▶ [What the task requires]
Could you say how many lines below contain the word "index"? Give the number with no other text.

▶ [Supplied material]
· · · · ·
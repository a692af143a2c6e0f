use std::io::{ErrorKind, Read};

/// Number of planes in a 4:2:0 frame.
pub const PLANE_COUNT: usize = 3;

#[derive(Debug, Clone, Copy, PartialEq, Eq, Default)]
pub enum PixelLayout {
    /// 8-bit 4:2:0 planar.
    #[default]
    I420,
    /// 4:2:0 planar with 16-bit little-endian sample containers.
    I420High,
}

impl PixelLayout {
    pub fn bytes_per_sample(&self) -> usize {
        match self {
            PixelLayout::I420 => 1,
            PixelLayout::I420High => 2,
        }
    }
}

/// One rectangular sample buffer.
#[derive(Debug, Clone)]
pub struct Plane {
    width: usize,
    height: usize,
    stride: usize,
    bytes_per_sample: usize,
    data: Vec<u8>,
}

impl Plane {
    fn new(width: usize, height: usize, bytes_per_sample: usize, align: usize) -> Self {
        let row_bytes = width * bytes_per_sample;
        let stride = row_bytes.div_ceil(align) * align;
        Self {
            width,
            height,
            stride,
            bytes_per_sample,
            data: vec![0; stride * height],
        }
    }

    pub fn width(&self) -> usize {
        self.width
    }

    pub fn height(&self) -> usize {
        self.height
    }

    pub fn stride(&self) -> usize {
        self.stride
    }

    /// Meaningful bytes per row, excluding stride padding.
    pub fn row_bytes(&self) -> usize {
        self.width * self.bytes_per_sample
    }

    pub fn row(&self, y: usize) -> &[u8] {
        let start = y * self.stride;
        &self.data[start..start + self.row_bytes()]
    }

    pub fn row_mut(&mut self, y: usize) -> &mut [u8] {
        let start = y * self.stride;
        let len = self.row_bytes();
        &mut self.data[start..start + len]
    }

    pub fn rows(&self) -> impl Iterator<Item = &[u8]> {
        (0..self.height).map(move |y| self.row(y))
    }

    pub fn data(&self) -> &[u8] {
        &self.data
    }
}

/// A raw 4:2:0 picture, allocated once and overwritten for every input frame.
#[derive(Debug, Clone)]
pub struct PlanarFrame {
    width: u32,
    height: u32,
    planes: [Plane; PLANE_COUNT],
}

impl PlanarFrame {
    pub fn new(width: u32, height: u32, layout: PixelLayout) -> Self {
        Self::with_alignment(width, height, layout, 1)
    }

    /// Allocates planes whose stride is rounded up to a multiple of `align` bytes.
    pub fn with_alignment(width: u32, height: u32, layout: PixelLayout, align: usize) -> Self {
        let align = align.max(1);
        let bps = layout.bytes_per_sample();
        let (w, h) = (width as usize, height as usize);
        let (cw, ch) = (w.div_ceil(2), h.div_ceil(2));
        Self {
            width,
            height,
            planes: [
                Plane::new(w, h, bps, align),
                Plane::new(cw, ch, bps, align),
                Plane::new(cw, ch, bps, align),
            ],
        }
    }

    pub fn width(&self) -> u32 {
        self.width
    }

    pub fn height(&self) -> u32 {
        self.height
    }

    pub fn plane(&self, index: usize) -> &Plane {
        &self.planes[index]
    }

    /// Size of one frame in a packed raw file.
    pub fn packed_size(&self) -> usize {
        self.planes.iter().map(|p| p.row_bytes() * p.height()).sum()
    }
}

/// Reads packed raw frames from a byte stream into a [`PlanarFrame`].
///
/// A frame is either read completely or not at all: rows are staged in an
/// internal buffer and only copied into the destination planes once the
/// whole frame has arrived.
pub struct FrameReader<R> {
    inner: R,
    scratch: Vec<u8>,
    frames_read: u64,
}

impl<R: Read> FrameReader<R> {
    pub fn new(inner: R) -> Self {
        Self {
            inner,
            scratch: Vec::new(),
            frames_read: 0,
        }
    }

    /// Returns `true` if `frame` now holds the next input frame. End of input,
    /// a short read and an I/O error all return `false` and leave `frame`
    /// untouched.
    pub fn read_frame(&mut self, frame: &mut PlanarFrame) -> bool {
        let size = frame.packed_size();
        self.scratch.resize(size, 0);

        if let Err(e) = self.inner.read_exact(&mut self.scratch) {
            if e.kind() != ErrorKind::UnexpectedEof {
                log::warn!("frame read failed after {} frames: {}", self.frames_read, e);
            }
            return false;
        }

        let mut offset = 0;
        for plane in frame.planes.iter_mut() {
            let row_bytes = plane.row_bytes();
            for y in 0..plane.height() {
                plane
                    .row_mut(y)
                    .copy_from_slice(&self.scratch[offset..offset + row_bytes]);
                offset += row_bytes;
            }
        }
        self.frames_read += 1;
        true
    }

    pub fn frames_read(&self) -> u64 {
        self.frames_read
    }
}

#[cfg(test)]
mod tests {
    use std::io::{self, Cursor};

    use super::*;

    fn frame_bytes(frame: &PlanarFrame, seed: u8) -> Vec<u8> {
        (0..frame.packed_size())
            .map(|i| seed.wrapping_add(i as u8))
            .collect()
    }

    #[test]
    fn plane_geometry_i420() {
        let frame = PlanarFrame::new(416, 240, PixelLayout::I420);
        assert_eq!(frame.plane(0).width(), 416);
        assert_eq!(frame.plane(1).width(), 208);
        assert_eq!(frame.plane(2).height(), 120);
        assert_eq!(frame.packed_size(), 416 * 240 * 3 / 2);
    }

    #[test]
    fn high_bitdepth_doubles_row_bytes() {
        let frame = PlanarFrame::new(64, 32, PixelLayout::I420High);
        assert_eq!(frame.plane(0).row_bytes(), 128);
        assert_eq!(frame.plane(1).row_bytes(), 64);
        assert_eq!(frame.packed_size(), 64 * 32 * 3);
    }

    #[test]
    fn reads_exactly_k_frames_then_stops() {
        let mut frame = PlanarFrame::new(16, 8, PixelLayout::I420);
        let mut input = Vec::new();
        for k in 0..4 {
            input.extend(frame_bytes(&frame, k * 10));
        }
        let mut reader = FrameReader::new(Cursor::new(input));

        for k in 0..4u8 {
            assert!(reader.read_frame(&mut frame));
            assert_eq!(frame.plane(0).row(0)[0], k * 10);
        }
        assert!(!reader.read_frame(&mut frame));
        assert!(!reader.read_frame(&mut frame));
        assert_eq!(reader.frames_read(), 4);
    }

    #[test]
    fn short_read_leaves_frame_untouched() {
        let mut frame = PlanarFrame::new(16, 8, PixelLayout::I420);
        let full = frame_bytes(&frame, 1);
        // ends halfway through the V plane
        let cut = full.len() - 8;
        let mut input = full.clone();
        input.extend(frame_bytes(&frame, 100).into_iter().take(cut));
        let mut reader = FrameReader::new(Cursor::new(input));

        assert!(reader.read_frame(&mut frame));
        let before = frame.clone();
        assert!(!reader.read_frame(&mut frame));
        for i in 0..PLANE_COUNT {
            assert_eq!(frame.plane(i).data(), before.plane(i).data());
        }
        assert_eq!(reader.frames_read(), 1);
    }

    #[test]
    fn rows_land_at_stride_offsets() {
        let mut frame = PlanarFrame::with_alignment(6, 4, PixelLayout::I420, 16);
        assert_eq!(frame.plane(0).stride(), 16);
        assert_eq!(frame.plane(1).stride(), 16);

        let input = frame_bytes(&frame, 0);
        let mut reader = FrameReader::new(Cursor::new(input));
        assert!(reader.read_frame(&mut frame));

        let luma = frame.plane(0);
        assert_eq!(luma.row(0), &[0, 1, 2, 3, 4, 5]);
        assert_eq!(luma.row(1), &[6, 7, 8, 9, 10, 11]);
        assert_eq!(&luma.data()[16..22], &[6, 7, 8, 9, 10, 11]);
        assert_eq!(&luma.data()[6..16], &[0; 10]);
        // U follows the 24 luma bytes, 3x2 samples
        assert_eq!(frame.plane(1).row(0), &[24, 25, 26]);
        assert_eq!(frame.plane(2).row(1), &[33, 34, 35]);
    }

    struct FailingReader;

    impl Read for FailingReader {
        fn read(&mut self, _buf: &mut [u8]) -> io::Result<usize> {
            Err(io::Error::other("device gone"))
        }
    }

    #[test]
    fn io_error_is_treated_as_end_of_input() {
        let mut frame = PlanarFrame::new(16, 8, PixelLayout::I420);
        let mut reader = FrameReader::new(FailingReader);
        assert!(!reader.read_frame(&mut frame));
    }
}
//! Encoder collaborator interfaces.
//!
//! The pipeline talks to a codec only through these traits, so any encoder
//! (libavcodec, a hardware SDK, a test double) can sit behind it.

use crate::config::{EncoderConfig, Usage};
use crate::error::EncoderError;
use crate::frame::PlanarFrame;
use crate::packet::Packet;

/// Per-submission flags.
#[derive(Debug, Clone, Copy, PartialEq, Eq, Default)]
pub struct EncodeFlags {
    pub force_keyframe: bool,
}

impl EncodeFlags {
    pub const NONE: EncodeFlags = EncodeFlags {
        force_keyframe: false,
    };
}

/// A codec interface: hands out default configurations and opens sessions.
pub trait EncoderBackend {
    type Session: EncoderSession;

    /// Human readable encoder name.
    fn name(&self) -> String;

    /// Encoder defaults for `usage`, to be adjusted before `initialize`.
    fn default_config(&self, usage: Usage) -> Result<EncoderConfig, EncoderError>;

    fn initialize(&self, config: &EncoderConfig) -> Result<Self::Session, EncoderError>;
}

/// A live, stateful encoder.
///
/// Synchronous push/pull protocol: after every `submit` the caller drains
/// packets with `drain_next_packet` until it returns `None`, and only then
/// submits again. `submit(None, ..)` asks the encoder to flush; it is repeated
/// until a drain right after it yields nothing.
pub trait EncoderSession {
    fn submit(
        &mut self,
        frame: Option<&PlanarFrame>,
        pts: i64,
        flags: EncodeFlags,
    ) -> Result<(), EncoderError>;

    fn drain_next_packet(&mut self) -> Result<Option<Packet<'_>>, EncoderError>;

    /// Releases the session. Dropping also releases it, without reporting errors.
    fn destroy(self) -> Result<(), EncoderError>
    where
        Self: Sized,
    {
        Ok(())
    }
}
· · · · ·
▶ [Exercise solution]
2